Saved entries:
+++++
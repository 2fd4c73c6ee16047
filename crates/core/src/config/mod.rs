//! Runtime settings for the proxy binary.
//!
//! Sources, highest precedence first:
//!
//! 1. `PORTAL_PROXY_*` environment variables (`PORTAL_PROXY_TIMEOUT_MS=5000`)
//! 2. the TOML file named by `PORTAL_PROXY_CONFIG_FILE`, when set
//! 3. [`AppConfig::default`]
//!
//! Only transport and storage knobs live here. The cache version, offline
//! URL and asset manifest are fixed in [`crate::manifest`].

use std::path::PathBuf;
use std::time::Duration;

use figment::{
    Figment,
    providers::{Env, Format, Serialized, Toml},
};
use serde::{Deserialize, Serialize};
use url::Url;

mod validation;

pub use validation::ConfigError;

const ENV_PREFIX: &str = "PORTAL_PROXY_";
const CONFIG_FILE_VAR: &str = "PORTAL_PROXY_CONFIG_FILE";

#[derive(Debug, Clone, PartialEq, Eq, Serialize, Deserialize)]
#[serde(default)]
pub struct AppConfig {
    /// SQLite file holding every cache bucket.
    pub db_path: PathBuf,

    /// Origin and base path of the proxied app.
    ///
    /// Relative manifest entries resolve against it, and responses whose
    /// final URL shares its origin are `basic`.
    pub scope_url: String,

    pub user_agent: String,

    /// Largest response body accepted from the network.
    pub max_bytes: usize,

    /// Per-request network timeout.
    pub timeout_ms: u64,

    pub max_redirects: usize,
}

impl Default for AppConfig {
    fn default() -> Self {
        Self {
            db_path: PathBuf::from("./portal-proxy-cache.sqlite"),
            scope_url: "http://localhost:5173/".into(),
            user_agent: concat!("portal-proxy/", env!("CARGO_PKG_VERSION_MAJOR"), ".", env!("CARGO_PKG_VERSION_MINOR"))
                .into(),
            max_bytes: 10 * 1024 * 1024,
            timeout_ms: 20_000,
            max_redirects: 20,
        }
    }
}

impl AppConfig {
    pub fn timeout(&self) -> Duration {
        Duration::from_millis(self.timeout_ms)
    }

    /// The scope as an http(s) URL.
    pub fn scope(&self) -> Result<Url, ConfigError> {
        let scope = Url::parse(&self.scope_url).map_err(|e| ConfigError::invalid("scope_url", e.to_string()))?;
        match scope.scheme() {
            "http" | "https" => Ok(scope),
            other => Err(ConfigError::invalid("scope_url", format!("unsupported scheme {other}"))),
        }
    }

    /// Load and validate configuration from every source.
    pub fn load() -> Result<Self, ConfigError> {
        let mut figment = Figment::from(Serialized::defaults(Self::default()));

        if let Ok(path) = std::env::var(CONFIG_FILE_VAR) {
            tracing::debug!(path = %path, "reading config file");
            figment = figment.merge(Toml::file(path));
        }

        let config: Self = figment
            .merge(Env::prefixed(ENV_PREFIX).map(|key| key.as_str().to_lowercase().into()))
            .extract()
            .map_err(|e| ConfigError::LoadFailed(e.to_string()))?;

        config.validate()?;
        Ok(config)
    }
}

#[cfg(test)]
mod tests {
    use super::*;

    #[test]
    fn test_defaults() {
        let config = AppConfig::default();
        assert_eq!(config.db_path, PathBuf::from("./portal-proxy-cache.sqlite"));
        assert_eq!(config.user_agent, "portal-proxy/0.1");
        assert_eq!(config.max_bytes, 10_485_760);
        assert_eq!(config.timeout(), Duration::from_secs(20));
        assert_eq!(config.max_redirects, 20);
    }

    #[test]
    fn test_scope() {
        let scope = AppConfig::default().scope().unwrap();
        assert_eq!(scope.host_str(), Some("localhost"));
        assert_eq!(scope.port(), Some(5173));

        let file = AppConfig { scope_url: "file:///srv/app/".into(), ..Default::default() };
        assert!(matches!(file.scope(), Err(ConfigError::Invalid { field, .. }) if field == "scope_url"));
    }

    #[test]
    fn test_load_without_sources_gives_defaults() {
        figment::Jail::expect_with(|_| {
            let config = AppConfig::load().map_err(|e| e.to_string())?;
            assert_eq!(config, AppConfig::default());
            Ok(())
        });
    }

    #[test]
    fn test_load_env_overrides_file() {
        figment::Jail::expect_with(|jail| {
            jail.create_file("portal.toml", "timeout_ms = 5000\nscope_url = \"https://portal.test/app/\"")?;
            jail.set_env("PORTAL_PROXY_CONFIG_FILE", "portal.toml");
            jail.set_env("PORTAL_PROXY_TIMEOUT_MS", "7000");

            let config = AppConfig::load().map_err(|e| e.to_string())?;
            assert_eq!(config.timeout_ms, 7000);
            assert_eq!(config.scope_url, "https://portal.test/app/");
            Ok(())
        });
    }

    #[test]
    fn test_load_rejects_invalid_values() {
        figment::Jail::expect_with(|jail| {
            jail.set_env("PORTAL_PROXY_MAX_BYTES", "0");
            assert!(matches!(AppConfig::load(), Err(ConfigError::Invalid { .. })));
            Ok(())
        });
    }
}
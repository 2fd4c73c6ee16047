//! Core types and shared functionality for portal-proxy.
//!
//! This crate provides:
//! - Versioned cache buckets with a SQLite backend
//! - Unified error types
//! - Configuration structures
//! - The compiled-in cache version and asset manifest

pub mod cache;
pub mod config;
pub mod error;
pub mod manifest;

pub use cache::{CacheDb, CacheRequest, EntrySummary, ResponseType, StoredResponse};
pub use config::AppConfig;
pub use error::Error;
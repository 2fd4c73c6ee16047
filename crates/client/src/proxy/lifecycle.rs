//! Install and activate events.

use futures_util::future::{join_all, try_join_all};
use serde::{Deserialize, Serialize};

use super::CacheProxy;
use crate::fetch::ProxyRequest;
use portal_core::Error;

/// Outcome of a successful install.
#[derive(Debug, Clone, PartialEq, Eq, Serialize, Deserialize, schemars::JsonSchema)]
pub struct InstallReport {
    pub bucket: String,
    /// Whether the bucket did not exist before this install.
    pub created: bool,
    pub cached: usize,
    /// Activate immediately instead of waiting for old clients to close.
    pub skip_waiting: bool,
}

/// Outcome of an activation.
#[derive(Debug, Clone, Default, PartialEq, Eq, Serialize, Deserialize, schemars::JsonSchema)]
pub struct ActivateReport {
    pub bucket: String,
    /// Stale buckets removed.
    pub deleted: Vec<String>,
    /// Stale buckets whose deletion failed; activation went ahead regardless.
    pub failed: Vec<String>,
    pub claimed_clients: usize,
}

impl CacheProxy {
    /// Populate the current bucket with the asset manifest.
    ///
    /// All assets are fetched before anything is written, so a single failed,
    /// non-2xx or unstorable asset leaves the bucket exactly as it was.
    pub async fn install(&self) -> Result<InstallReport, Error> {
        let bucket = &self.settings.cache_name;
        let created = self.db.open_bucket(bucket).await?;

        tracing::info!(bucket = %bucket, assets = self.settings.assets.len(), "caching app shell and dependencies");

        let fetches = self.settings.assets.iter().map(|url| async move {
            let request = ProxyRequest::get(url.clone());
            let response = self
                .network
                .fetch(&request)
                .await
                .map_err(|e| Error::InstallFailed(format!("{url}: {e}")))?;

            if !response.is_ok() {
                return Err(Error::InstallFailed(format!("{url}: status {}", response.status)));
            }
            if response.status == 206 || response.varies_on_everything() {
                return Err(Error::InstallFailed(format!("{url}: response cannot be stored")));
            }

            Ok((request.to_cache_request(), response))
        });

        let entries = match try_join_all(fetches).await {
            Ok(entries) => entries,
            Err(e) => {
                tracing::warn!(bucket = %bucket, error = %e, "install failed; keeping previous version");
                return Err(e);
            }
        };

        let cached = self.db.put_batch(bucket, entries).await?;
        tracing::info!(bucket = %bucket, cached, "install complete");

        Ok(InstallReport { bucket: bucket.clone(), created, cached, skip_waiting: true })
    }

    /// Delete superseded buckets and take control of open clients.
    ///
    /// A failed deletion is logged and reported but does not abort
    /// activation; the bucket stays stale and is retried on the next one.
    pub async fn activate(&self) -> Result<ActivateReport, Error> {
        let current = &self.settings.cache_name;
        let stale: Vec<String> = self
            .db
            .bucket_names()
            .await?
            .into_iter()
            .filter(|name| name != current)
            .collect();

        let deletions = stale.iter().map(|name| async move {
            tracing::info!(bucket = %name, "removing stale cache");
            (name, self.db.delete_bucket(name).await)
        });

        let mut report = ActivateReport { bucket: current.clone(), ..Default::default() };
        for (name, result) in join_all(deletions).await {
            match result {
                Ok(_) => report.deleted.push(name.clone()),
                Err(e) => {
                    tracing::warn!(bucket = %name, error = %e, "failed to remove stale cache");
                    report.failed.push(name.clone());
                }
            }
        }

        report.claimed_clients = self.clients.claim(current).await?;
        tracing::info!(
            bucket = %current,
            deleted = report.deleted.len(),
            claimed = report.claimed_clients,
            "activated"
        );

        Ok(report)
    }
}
+++++
- [YOUR OBJECTIVE]:
Look through the entries above. Copy out every line holding the word "created".

- [TASK OUTPUT]:
    pub created: bool,
        let created = self.db.open_bucket(bucket).await?;
        Ok(InstallReport { bucket: bucket.clone(), created, cached, skip_waiting: true })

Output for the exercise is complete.